29 mai 2026

Caravane dans votre jardin : attention à la règle des 3 mois

Installer une caravane dans son jardin peut sembler anodin, notamment pour accueillir des amis ou des petits-enfants en été. Cependant, le Code de l’urbanisme, validé par le Conseil d’État, impose une règle précise : sur le terrain où se trouve votre résidence, le stationnement d’une caravane est autorisé seulement pendant 3 mois par an.

Au-delà de cette limite, à partir du 91e jour cumulé, la caravane n’est plus considérée comme un simple véhicule, mais comme une installation nécessitant une autorisation préalable.

Selon le site officiel Service-Public.fr, une caravane est un véhicule terrestre habitable, mobile et autorisé à circuler. En France, la règle des 3 mois signifie qu’une caravane dans le jardin peut rester sur le terrain de la résidence principale au maximum 3 mois par année civile, que ce soit en une seule fois ou en plusieurs périodes. Au-delà, une formalité d’urbanisme devient obligatoire. Attention, car le décompte peut parfois aller plus vite qu’on ne le pense.

Caravane dans le jardin : la loi des 3 mois expliquée

Ce principe est inscrit dans les articles R*421-1 et R*421-23 du Code de l’urbanisme, complétés par les articles R111-47 à R111-50, qui définissent également ce qu’est une caravane. Toutes les périodes de présence dans l’année civile se cumulent. Par exemple, quelques week-ends au printemps, trois semaines en été ou des vacances en automne suffisent à atteindre presque 90 jours. Peu importe que personne n’y dorme : l’administration regarde d’abord le temps de stationnement sur le terrain attenant à la résidence.

Que se passe-t-il si la caravane dépasse le 91e jour ?

Après le 91e jour, la caravane est juridiquement assimilée à une installation fixe. Elle sort du simple stationnement pour entrer dans la catégorie des « constructions » au sens large. Il devient alors obligatoire de faire une déclaration préalable en mairie, comme l’indique le portail officiel Service-Public.fr. Déplacer la caravane de quelques mètres ou la faire tourner dans le jardin ne remet pas le compteur à zéro, car le calcul se fait de façon cumulative sur l’année civile.

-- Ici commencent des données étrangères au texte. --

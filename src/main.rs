use batch_resize::{config::ResizeConfig, output, process};
use clap::Parser;
use std::ffi::OsString;
use std::path::PathBuf;

/// Resize every image in a directory to a fixed size.
///
/// Help and version flags are disabled: any invocation that is not exactly
/// four arguments prints the one-line usage instead.
#[derive(Parser)]
#[command(name = "batch-resize")]
#[command(disable_help_flag = true, disable_version_flag = true)]
struct Cli {
    /// Target height in pixels
    #[arg(value_name = "HEIGHT", allow_hyphen_values = true)]
    height: String,

    /// Target width in pixels
    #[arg(value_name = "WIDTH", allow_hyphen_values = true)]
    width: String,

    /// Directory to read images from (not recursive)
    #[arg(value_name = "INPUT_DIR", allow_hyphen_values = true)]
    input_dir: PathBuf,

    /// Directory to write resized copies to
    #[arg(value_name = "OUTPUT_DIR", allow_hyphen_values = true)]
    output_dir: PathBuf,
}

/// Parse the command line, or `None` when it is not exactly four arguments.
///
/// The count is taken on the raw arguments. Clap would otherwise swallow a
/// literal `--`, so one is inserted ahead of the values to make clap take
/// every one of them as given, a user-supplied `--` included.
fn parse_cli(args: impl IntoIterator<Item = OsString>) -> Option<Cli> {
    let mut args = args.into_iter();
    let program = args.next()?;
    let values: Vec<OsString> = args.collect();
    if values.len() != 4 {
        return None;
    }
    let argv = [program, OsString::from("--")].into_iter().chain(values);
    Cli::try_parse_from(argv).ok()
}

fn main() -> Result<(), Box<dyn std::error::Error>> {
    // Mis-invocations and validation failures are reported on stdout and
    // still exit 0.
    let Some(cli) = parse_cli(std::env::args_os()) else {
        output::print_usage();
        return Ok(());
    };

    let config = match ResizeConfig::from_args(
        &cli.height,
        &cli.width,
        &cli.input_dir,
        &cli.output_dir,
    ) {
        Ok(config) => config,
        Err(e) => {
            output::print_config_error(&e);
            return Ok(());
        }
    };

    output::print_started();
    let summary = process::process(&config, output::print_process_event)?;
    output::print_summary(&summary, config.size);

    Ok(())
}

En cas de dépassement sans autorisation, vous risquez une infraction au Code de l’urbanisme (article L480-4). Le tribunal peut ordonner la remise en état du terrain et prononcer une amende, qui peut atteindre plusieurs milliers d’euros. Sur certains terrains sensibles, comme les sites classés ou les zones patrimoniales, la tolérance peut être encore plus courte, parfois seulement 15 jours, ce qui rend le calcul du 91e jour théorique.

Caravane dans le jardin : conseils pour éviter l’infraction

Pour respecter la réglementation, la première étape consiste à tenir un registre précis des jours où la caravane est présente sur votre propriété. Il est également conseillé de consulter le plan local d’urbanisme (PLU) et de se renseigner auprès de la mairie pour vérifier si votre terrain n’est pas en zone protégée ou très encadrée.

En cas d’usage prolongé, il peut être judicieux d’envisager un hivernage extérieur ou de louer un emplacement dans un garage ou une aire d’hivernage dès que vous approchez des 3 mois.

  • Louez un emplacement en garage ou en aire d’hivernage pour éviter de dépasser la limite.
  • Ne faites pas de la caravane une chambre d’appoint permanente, sous peine de la requalifier en annexe taxable.
  • Notez que le mobil-home est soumis à un encadrement beaucoup plus strict, et son installation dans un jardin, hors terrains spécialisés, est généralement interdite.